Akan

Posted on Mar 22

Text Classification Magic: Transform Raw Text into Emotional Insights

#programming #productivity #machinelearning #datascience

Text classification isn't just a technical concept - it's your secret weapon for making sense of messy, unstructured text data! Imagine instantly categorizing thousands of customer comments, product reviews, or support tickets into meaningful emotions like 'joy', 'sadness', or 'anger' - all without reading a single word manually. This isn't just convenient; it's a game-changer for understanding customer sentiment at scale.

In this hands-on tutorial, we'll dive deep into the fascinating world of emotion detection using two powerful approaches:

The DIY Approach: We'll roll up our sleeves and fine-tune a lightning-fast version of BERT (DistilBERT) ourselves.

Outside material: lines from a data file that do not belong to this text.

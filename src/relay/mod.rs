//! Topic relay: registry, wire messages, fan-out gateway and the subscriber socket

pub mod gateway;
pub mod messages;
pub mod registry;
pub mod socket;

pub use gateway::{Delivery, Outbound, SubscriptionGateway};
pub use messages::{ClientMessage, Frame, ServerMessage, TransactionNotification};
pub use registry::{ConnectionId, Topic, TopicRegistry};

You'll feel that rush of accomplishment when your custom model delivers 92.5% accuracy! 💪
The API Approach: For those who prefer speed and simplicity, we'll explore Cohere's Classification API that lets you build production-ready classifiers with minimal technical overhead.

The Magic of Text Classification

Think of text classification as your personal data sorting wizard. Feed it thousands of comments, reviews, or messages, and watch as it automatically organizes them into categories that matter to your business. The beauty lies in its adaptability—train it once with your labeled examples, and it keeps learning, getting smarter with every prediction.

When it comes to implementation, you have two exciting paths forward:

Fine-tuning pre-trained powerhouses like DistilBERT: This "knowledge-distilled" version of BERT gives you 97% of the performance at a fraction of the computational cost. While this approach offers incredible flexibility, it does require understanding PyTorch (.pt) files and some computing muscle. My experiments with 16,000 training examples showed dramatic training time differences between local CPUs and specialized hardware like Google Colab's TPUs!
Leveraging specialized classification APIs like Cohere's Classification Tuner: This approach gives you enterprise-grade results without the technical complexity. Simply upload your labeled data, and Cohere handles the heavy lifting, providing you with a simple API for making predictions.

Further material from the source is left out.